A LREM et au PS, en revanche, l’expression « mâle blanc » n’a pas choqué, elle passe crème ! Même inversé, le racisme reste pourtant du racisme. Alors que des militants pro-Erdogan s’en prennent à des kiosques, qu’une femme de 25 ans se fait tondre à Nancy parce qu’elle ne respecte le ramadan, des députés LREM regardent ailleurs et ne trouvent rien à redire sur les propos de notre « homme blanc » de président. Ils sont sans doute trop occupés à défendre la responsable voilée de l’Unef (que Charlie Hebdo a « osé » caricaturer), ou à écouter les blagues de Yassine Belattar sur Radio Nova.

Le « blanco » Valls et la très sage Marine Le Pen

Manuel Valls, ancienne figure socialiste de premier plan attachée aux questions de laïcité, n’a pas non plus condamné les propos du président. Il y avait pourtant de quoi le faire sursauter. Isolé politiquement, Manuel Valls ne peut, semble-t-il, plus vraiment se permettre de rebondir là-dessus. Sauf à s’exiler en Catalogne, il entend peser en Macronie. De plus, n’a-t-il pas lui-même fort maladroitement parlé de « blancos » en « off » par le passé ? L’ancien Premier ministre socialiste se contentera de déclarer mercredi sur France Inter : « Je ne sais pas ce qu’il [ndlr : Macron] a voulu dire exactement (…), je pense qu’il ne faut pas parler de la banlieue dans ces termes si on veut de la mixité. » On l’a connu plus exigeant !

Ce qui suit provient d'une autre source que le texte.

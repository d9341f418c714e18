//! Shade scale labels and the virtual white/black index mapping.

use serde::{Deserialize, Serialize};

/// Label of conceptual pure white on the 0-1000 shade numbering.
pub const WHITE_LABEL: f32 = 0.0;

/// Label of conceptual pure black on the 0-1000 shade numbering.
pub const BLACK_LABEL: f32 = 1000.0;

/// Standard Material-UI shade steps.
pub const MUI_LABELS: [u32; 10] = [50, 100, 200, 300, 400, 500, 600, 700, 800, 900];

/// Ordered shade labels, lightest first.
#[derive(Debug, Clone, PartialEq, Eq, Serialize, Deserialize)]
pub struct ShadeScale {
    labels: Vec<u32>,
}

impl Default for ShadeScale {
    fn default() -> Self {
        Self {
            labels: MUI_LABELS.to_vec(),
        }
    }
}

impl ShadeScale {
    /// Build a scale from labels.
    ///
    /// Returns `None` when the labels are empty or not strictly increasing.
    pub fn new(labels: Vec<u32>) -> Option<Self> {
        if labels.is_empty() || labels.windows(2).any(|w| w[0] >= w[1]) {
            return None;
        }
        Some(Self { labels })
    }

    /// `count` labels spaced 100 apart (100, 200, ...).
    pub fn evenly_spaced(count: usize) -> Self {
        Self {
            labels: (1..=count as u32).map(|i| i * 100).collect(),
        }
    }

    pub fn labels(&self) -> &[u32] {
        &self.labels
    }

    pub fn len(&self) -> usize {
        self.labels.len()
    }

    pub fn is_empty(&self) -> bool {
        self.labels.is_empty()
    }

    /// Index of the last shade.
    pub fn last_index(&self) -> usize {
        self.labels.len().saturating_sub(1)
    }

    /// Ramp position of a label, if it is part of the scale.
    pub fn index_of(&self, label: u32) -> Option<usize> {
        self.labels.iter().position(|&l| l == label)
    }

    fn span(&self) -> Option<(f32, f32)> {
        let min = *self.labels.first()? as f32;
        let max = *self.labels.last()? as f32;
        (max > min).then_some((min, max))
    }

    /// Map a label on the 0-1000 numbering onto (fractional) index space.
    fn virtual_index(&self, label: f32, fallback: f32) -> f32 {
        match self.span() {
            Some((min, max)) => (label - min) / (max - min) * self.last_index() as f32,
            None => fallback,
        }
    }

    /// Virtual index where pure white (label 0) would sit.
    ///
    /// For the standard 50..900 scale this is slightly left of index 0.
    /// Single-label scales put it one step before the first shade.
    pub fn white_index(&self) -> f32 {
        self.virtual_index(WHITE_LABEL, -1.0)
    }

    /// Virtual index where pure black (label 1000) would sit.
    pub fn black_index(&self) -> f32 {
        self.virtual_index(BLACK_LABEL, self.len() as f32)
    }

    /// Every shade index as an evaluation target.
    pub fn targets(&self) -> Vec<f32> {
        (0..self.len()).map(|i| i as f32).collect()
    }
}
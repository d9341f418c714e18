//! CLI argument definitions (build.rs compatible).
//!
//! This module contains only struct/enum definitions with no dependencies on
//! other crate modules, allowing it to be included from build.rs for man page
//! generation.

use std::path::PathBuf;

use clap::{Parser, ValueEnum};

/// Output format selection.
#[derive(Debug, Clone, Copy, Default, PartialEq, Eq, ValueEnum)]
pub enum OutputFormat {
    /// JSON palette object (default, drop-in for createTheme)
    #[default]
    Json,
    /// YAML palette object
    Yaml,
}

/// CLI-compatible extrapolation mode enum.
#[derive(Debug, Clone, Copy, PartialEq, Eq, ValueEnum)]
pub enum ModeArg {
    /// Pull toward white and a natural black
    Functional,
    /// Pull toward white and a rich saturated black
    FunctionalSaturated,
    /// Extend linearly and clamp, no forced pull
    Expressive,
}

/// Validate an `--anchor NAME:LABEL=COLOR` argument.
pub fn parse_anchor_arg(s: &str) -> Result<String, String> {
    let (target, color) = s
        .split_once('=')
        .ok_or_else(|| format!("expected NAME:LABEL=COLOR, got '{}'", s))?;
    let (name, label) = target
        .split_once(':')
        .ok_or_else(|| format!("expected NAME:LABEL before '=', got '{}'", target))?;
    if name.trim().is_empty() {
        return Err(format!("missing palette key in '{}'", s));
    }
    label
        .trim()
        .parse::<u32>()
        .map_err(|_| format!("shade label '{}' is not a number", label))?;
    color
        .trim()
        .parse::<csscolorparser::Color>()
        .map_err(|e| format!("invalid color '{}': {}", color, e))?;
    Ok(s.to_string())
}

/// Material-UI palette generator using HSV Catmull-Rom curves.
#[derive(Parser, Debug)]
#[command(name = "shadesmith")]
#[command(author, version, about, long_about = None)]
pub struct Cli {
    /// Lock a shade: NAME:LABEL=COLOR, e.g. primary:500=#1976d2 (repeatable)
    #[arg(short, long = "anchor", value_name = "NAME:LABEL=COLOR", value_parser = parse_anchor_arg)]
    pub anchors: Vec<String>,

    /// Extrapolation mode used past the locked shades
    #[arg(short, long, value_enum)]
    pub mode: Option<ModeArg>,

    /// Shade labels, lightest first (default: 50,100,200,...,900)
    #[arg(long, value_delimiter = ',', value_name = "LABELS")]
    pub scale: Option<Vec<u32>>,

    /// Palette name
    #[arg(long)]
    pub name: Option<String>,

    /// Import a Material-UI palette file (JSON or YAML); its shades become anchors.
    /// Missing labels of --scale are generated and --config hue sets are merged on top
    #[arg(long, value_name = "FILE")]
    pub input: Option<PathBuf>,

    /// Output file (stdout if not specified)
    #[arg(short, long)]
    pub output: Option<PathBuf>,

    /// Output format
    #[arg(long, value_enum, default_value_t = OutputFormat::Json)]
    pub format: OutputFormat,

    /// Print how each shade was produced to stderr
    #[arg(long)]
    pub explain: bool,

    /// Load configuration from TOML file
    #[arg(long, value_name = "FILE")]
    pub config: Option<PathBuf>,

    /// Save current configuration to TOML file
    #[arg(long, value_name = "FILE")]
    pub save_config: Option<PathBuf>,

    /// Log file path (logging is off unless set)
    #[arg(long, value_name = "FILE")]
    pub log_file: Option<PathBuf>,

    /// Log level: trace, debug, info, warn, error (default: info)
    #[arg(long, value_name = "LEVEL", default_value = "info")]
    pub log_level: String,

    /// Generate shell completions for the specified shell
    #[arg(long, value_enum, value_name = "SHELL")]
    pub completions: Option<clap_complete::Shell>,
}
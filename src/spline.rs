//! Catmull-Rom spline interpolation over sparse shade-index control points.

use float_cmp::approx_eq;
use serde::{Deserialize, Serialize};
use tracing::warn;

/// Value returned for every target when there are no control points at all.
pub const NEUTRAL_DEFAULT: f32 = 50.0;

/// A known sample for one channel at a ramp position.
///
/// `x` is a shade index. It is only fractional for the virtual white/black
/// anchors injected by the anchor extrapolator.
#[derive(Debug, Clone, Copy, PartialEq, Serialize, Deserialize)]
pub struct ControlPoint {
    pub x: f32,
    pub y: f32,
}

impl ControlPoint {
    pub const fn new(x: f32, y: f32) -> Self {
        Self { x, y }
    }
}

/// Sort control points by `x` and drop repeated `x` values.
///
/// The first point seen for a given `x` wins. Bracketing assumes strictly
/// increasing `x`, so this runs before every evaluation.
pub fn prepare_points(points: &[ControlPoint]) -> Vec<ControlPoint> {
    let mut sorted: Vec<ControlPoint> = points.to_vec();
    // Stable sort keeps the first occurrence ahead of later duplicates
    sorted.sort_by(|a, b| a.x.total_cmp(&b.x));

    let mut unique: Vec<ControlPoint> = Vec::with_capacity(sorted.len());
    for point in sorted {
        match unique.last() {
            Some(prev) if approx_eq!(f32, prev.x, point.x, ulps = 2) => {
                warn!(
                    x = point.x,
                    kept = prev.y,
                    dropped = point.y,
                    "duplicate control point x, keeping first"
                );
            }
            _ => unique.push(point),
        }
    }
    unique
}

/// Catmull-Rom basis through `v0..v3`, evaluated between `v1` and `v2`.
pub fn catmull_rom(v0: f32, v1: f32, v2: f32, v3: f32, t: f32) -> f32 {
    let t2 = t * t;
    let t3 = t2 * t;
    0.5 * (2.0 * v1
        + (-v0 + v2) * t
        + (2.0 * v0 - 5.0 * v1 + 4.0 * v2 - v3) * t2
        + (-v0 + 3.0 * v1 - 3.0 * v2 + v3) * t3)
}

/// Evaluate the spline through `points` at each target index.
///
/// Targets outside the control-point span clamp to the nearest boundary
/// value; this function never extrapolates. With no points every target
/// gets [`NEUTRAL_DEFAULT`], with one point every target gets its value.
///
/// # Example
///
/// ```
/// use shadesmith::spline::{ControlPoint, interpolate};
///
/// let points = [ControlPoint::new(0.0, 10.0), ControlPoint::new(4.0, 90.0)];
/// let values = interpolate(&points, &[0.0, 2.0, 4.0, 6.0]);
/// assert_eq!(values[0], 10.0);
/// assert_eq!(values[3], 90.0);
/// ```
pub fn interpolate(points: &[ControlPoint], targets: &[f32]) -> Vec<f32> {
    let points = prepare_points(points);

    match points.as_slice() {
        [] => vec![NEUTRAL_DEFAULT; targets.len()],
        [only] => vec![only.y; targets.len()],
        points => targets.iter().map(|&idx| evaluate_at(points, idx)).collect(),
    }
}

/// Evaluate at one index. `points` is sorted, unique and has at least two entries.
fn evaluate_at(points: &[ControlPoint], idx: f32) -> f32 {
    let first = points[0];
    let last = points[points.len() - 1];

    if idx <= first.x {
        return first.y;
    }
    if idx >= last.x {
        return last.y;
    }

    // Exact hits return the anchor itself rather than a t=1 evaluation
    if let Some(hit) = points.iter().find(|p| p.x == idx) {
        return hit.y;
    }

    let segment = points
        .windows(2)
        .position(|pair| pair[0].x <= idx && idx <= pair[1].x)
        .unwrap_or(points.len() - 2);

    let p1 = points[segment];
    let p2 = points[segment + 1];
    let p0 = points[segment.saturating_sub(1)];
    let p3 = points[(segment + 2).min(points.len() - 1)];

    let t = (idx - p1.x) / (p2.x - p1.x);
    catmull_rom(p0.y, p1.y, p2.y, p3.y, t)
}

/// Slope between two control points.
pub(crate) fn slope(a: ControlPoint, b: ControlPoint) -> f32 {
    (b.y - a.y) / (b.x - a.x)
}
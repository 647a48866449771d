use std::sync::Arc;

use crate::bus::ListenerId;

/// One live binding of a subscriber to a topic.
///
/// The list of subscriptions is the subscriber's teardown index: each entry
/// names the listener to remove from which channel.
#[derive(Clone, Debug, PartialEq, Eq)]
pub struct Subscription {
    /// Channel name.
    pub topic: Arc<str>,
    /// Listener registered on that channel.
    pub listener_id: ListenerId,
}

Au Front national, Marine Le Pen s’est offusquée sur Twitter de l’utilisation par Macron d’ « un argument racial digne des Indigènes de la République » qui consacre ainsi le communautarisme. Mais, invitée de Paris Première mercredi, elle n’a pas évoqué la question de la soirée. Étonnamment sage face à Eric Zemmour, la patronne du futur Rassemblement national montre, quoi qu’elle en dise, des signes de fatigue.

Un peu chafouin, Eric Zemmour lui a expliqué qu’elle avait perdu parce qu’elle n’avait pas assez, selon lui, parlé d’islam en 2017. Madame Le Pen lui a répondu que si quelqu’un de mieux placé qu’elle pour défendre les idées nationales émergeait, elle lui cèderait volontiers la place. L’expression « mâle blanc » ressemblait pourtant furieusement au fameux racisme anti-blanc si cher à son père. Visiblement, la fille ne compte plus exploiter le filon. Le FN s’est moins engouffré dans la brèche que LR cette semaine. L’extrême droite la plus sage du monde ?

La gauche préfère taper sur Collomb

Formé par François Hollande, Emmanuel Macron est une émanation de la gauche. Une gauche tactique qui exploite et détourne la lutte légitime contre le racisme. Dans une société où la tyrannie des susceptibilités s’installe, l’emploi du terme « mâle blanc » permet de remettre une pièce dans la machine et de diviser l’adversaire, l’air de rien. En vrai, le combat antiraciste est gagné depuis longtemps, même si un racisme marginal peut toujours subsister.

Une bonne partie de la gauche, qui a longtemps détesté l’américanisation, adhère maintenant aveuglément à la mondialisation chérie par Macron. Malheureusement, cette mondialisation se pique partout de concepts très anti-républicains et bien peu français comme la discrimination positive ou la laïcité à la carte.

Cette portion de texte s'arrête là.